Page last updated at 11:49 GMT, Thursday, 15 April 2010 12:49 UK

Libya frees 'insulting' dissident Jamal al-Haggi

Libyan demonstrators hold pictures of Colonel Gaddaffi
Libya has changed its foreign policy, but not its domestic policy HRW says

A court in Libya has freed a dissident who faced 15 years in jail for complaining he was tortured in prison.

Jamal al-Haggi was acquitted of charges that he insulted judicial officials, Human Rights Watch said.

Libya's State Security Court threw out the charges saying they were "inappropriate", his lawyer told the organisation.

Mr Haggi's arrest in December 2009 had been an "embarrassment" to Libya's human rights record, HRW said.

His release was reported on Wednesday and confirmed by Human Rights Watch on Thursday.

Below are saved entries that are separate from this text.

//! Result types of the diagnostic engine.
//!
//! Defines the structures that describe bottlenecks, thread contention and
//! parallel scaling in a profile.

use clap::ValueEnum;
use serde::{Deserialize, Serialize};
use std::fmt;

/// Ordered urgency of a finding (`Low < Medium < High`)
#[derive(
    Debug, Clone, Copy, PartialEq, Eq, PartialOrd, Ord, Hash, Serialize, Deserialize, ValueEnum,
)]
#[serde(rename_all = "lowercase")]
pub enum Severity {
    /// Worth a look
    Low,
    /// Noticeable user impact
    Medium,
    /// Urgent performance issue
    High,
}

impl Severity {
    /// Points deducted from the health score for one finding
    pub fn penalty(self) -> u32 {
        match self {
            Severity::High => 20,
            Severity::Medium => 10,
            Severity::Low => 5,
        }
    }
}

impl fmt::Display for Severity {
    fn fmt(&self, f: &mut fmt::Formatter<'_>) -> fmt::Result {
        let label = match self {
            Severity::Low => "low",
            Severity::Medium => "medium",
            Severity::High => "high",
        };
        f.write_str(label)
    }
}

/// Kind of bottleneck a detector reports
#[derive(Debug, Clone, Copy, PartialEq, Eq, Hash, Serialize, Deserialize)]
#[serde(rename_all = "snake_case")]
pub enum BottleneckKind {
    LongTasks,
    GcPressure,
    SyncIpc,
    LayoutThrashing,
    NetworkBlocking,
    ExtensionOverhead,
}

impl fmt::Display for BottleneckKind {
    fn fmt(&self, f: &mut fmt::Formatter<'_>) -> fmt::Result {
        let label = match self {
            BottleneckKind::LongTasks => "Long Tasks",
            BottleneckKind::GcPressure => "GC Pressure",
            BottleneckKind::SyncIpc => "Synchronous IPC",
            BottleneckKind::LayoutThrashing => "Layout Thrashing",
            BottleneckKind::NetworkBlocking => "Network Blocking",
            BottleneckKind::ExtensionOverhead => "Extension Overhead",
        };
        f.write_str(label)
    }
}

/// A single diagnostic finding
#[derive(Debug, Clone, PartialEq, Serialize, Deserialize)]
pub struct Bottleneck {
    #[serde(rename = "type")]
    pub kind: BottleneckKind,
    pub severity: Severity,
    /// Number of markers involved
    pub count: usize,
    /// Sum of durations in ms
    pub total_duration: f64,
    /// Mean duration in ms
    pub avg_duration: f64,
    /// Longest duration in ms
    pub max_duration: f64,
    pub description: String,
    pub recommendation: String,
    /// Where the worst occurrences happened ("thread @ time (duration)")
    pub locations: Vec<String>,
}

/// All findings of a profile plus a health score
#[derive(Debug, Clone, Serialize, Deserialize)]
pub struct BottleneckReport {
    pub bottlenecks: Vec<Bottleneck>,
    /// 100 minus severity penalties, floored at 0
    pub score: u32,
    pub summary: String,
    pub profile_duration_ms: f64,
    /// Markers inspected by the detectors
    pub marker_count: usize,
}

/// Inputs the detectors need besides the markers
#[derive(Debug, Clone, Default, PartialEq)]
pub struct DetectionContext {
    /// Wall-clock duration of the profile in ms
    pub profile_duration_ms: f64,
    /// Base URLs of installed extensions
    pub extension_base_urls: Vec<String>,
}

/// Kind of cross-thread contention
#[derive(Debug, Clone, Copy, PartialEq, Eq, Hash, Serialize, Deserialize)]
#[serde(rename_all = "snake_case")]
pub enum ContentionKind {
    GcPause,
    IpcWait,
}

/// Overall contention level
#[derive(Debug, Clone, Copy, PartialEq, Eq, Hash, Serialize, Deserialize)]
#[serde(rename_all = "lowercase")]
pub enum ContentionSeverity {
    Unknown,
    Minimal,
    Low,
    Medium,
    High,
}

impl fmt::Display for ContentionSeverity {
    fn fmt(&self, f: &mut fmt::Formatter<'_>) -> fmt::Result {
        let label = match self {
            ContentionSeverity::Unknown => "unknown",
            ContentionSeverity::Minimal => "minimal",
            ContentionSeverity::Low => "low",
            ContentionSeverity::Medium => "medium",
            ContentionSeverity::High => "high",
        };
        f.write_str(label)
    }
}

/// One moment where several threads were held up by the same cause
#[derive(Debug, Clone, PartialEq, Serialize, Deserialize)]
pub struct ContentionEvent {
    #[serde(rename = "type")]
    pub kind: ContentionKind,
    pub start_time: f64,
    pub duration: f64,
    /// Threads affected
    pub threads: Vec<String>,
    /// Duration multiplied by the number of affected threads
    pub impact_ms: f64,
    pub description: String,
}

/// Thread contention across a profile
#[derive(Debug, Clone, Serialize, Deserialize)]
pub struct ContentionAnalysis {
    pub events: Vec<ContentionEvent>,
    pub gc_contention_count: usize,
    pub ipc_contention_count: usize,
    pub total_impact_ms: f64,
    /// Impact as a percentage of the profile duration
    pub impact_percent: f64,
    pub severity: ContentionSeverity,
    pub worker_threads: Vec<String>,
    pub recommendations: Vec<String>,
}

/// What limits parallel speedup
#[derive(Debug, Clone, Copy, PartialEq, Eq, Hash, Serialize, Deserialize)]
#[serde(rename_all = "lowercase")]
pub enum ScalingBottleneck {
    Serialization,
    Contention,
    Overhead,
    Minimal,
    #[serde(rename = "none")]
    NoBottleneck,
}

impl fmt::Display for ScalingBottleneck {
    fn fmt(&self, f: &mut fmt::Formatter<'_>) -> fmt::Result {
        let label = match self {
            ScalingBottleneck::Serialization => "serialization",
            ScalingBottleneck::Contention => "contention",
            ScalingBottleneck::Overhead => "overhead",
            ScalingBottleneck::Minimal => "minimal",
            ScalingBottleneck::NoBottleneck => "none",
        };
        f.write_str(label)
    }
}

/// Parallel scaling efficiency of a profile
#[derive(Debug, Clone, PartialEq, Serialize, Deserialize)]
pub struct ScalingAnalysis {
    pub worker_count: usize,
    pub worker_threads: Vec<String>,
    pub wall_clock_ms: f64,
    /// CPU time of workers and main threads
    pub total_work_ms: f64,
    pub main_thread_work_ms: f64,
    pub worker_work_ms: f64,
    pub theoretical_speedup: f64,
    pub actual_speedup: f64,
    /// Speedup per worker in percent, capped at 100
    pub efficiency: f64,
    pub bottleneck: ScalingBottleneck,
    pub recommendations: Vec<String>,
}

/// Scaling of two profiles side by side
#[derive(Debug, Clone, Serialize, Deserialize)]
pub struct ScalingComparison {
    pub baseline: ScalingAnalysis,
    pub target: ScalingAnalysis,
    pub efficiency_change_percent: f64,
    pub wall_clock_change_percent: f64,
    pub speedup_change_percent: f64,
    pub summary: String,
}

In May 2009 Mr Haggi sent a five-page letter to the court saying he was tortured by prison officials when he was in jail on a previous occasion.

'An embarrassment'

Months before he was arrested Mr Haggi gave an interview to the BBC saying how he feared for his life and the lives of his family members.

Libya has significantly changed its foreign policy, but it has not altered its domestic policy on dissent
Heba Morayef
Human Rights Watch

Human Rights Watch said Western governments should push for legal reform in Libya, as the penal code continues to allow for dissidents' arrests.

A recommendation for Libya's State Security Court to be abolished was made in December 2009 in the first annual report of the Human Rights Society of the Gaddafi Foundation.

The Human Rights Society is run by Saif al-Islam Gaddafi, one of Libyan leader Col Muammar Gaddafi's sons - and believed to be among those who want to liberalise the country.

"Libya has significantly changed its foreign policy, but it has not altered its domestic policy on dissent," said HRW researcher on Libya, Heba Morayef.

"There had been the position that there were no political prisoners in Libya - Mr Haggis' arrest was an embarrassment to those who said that."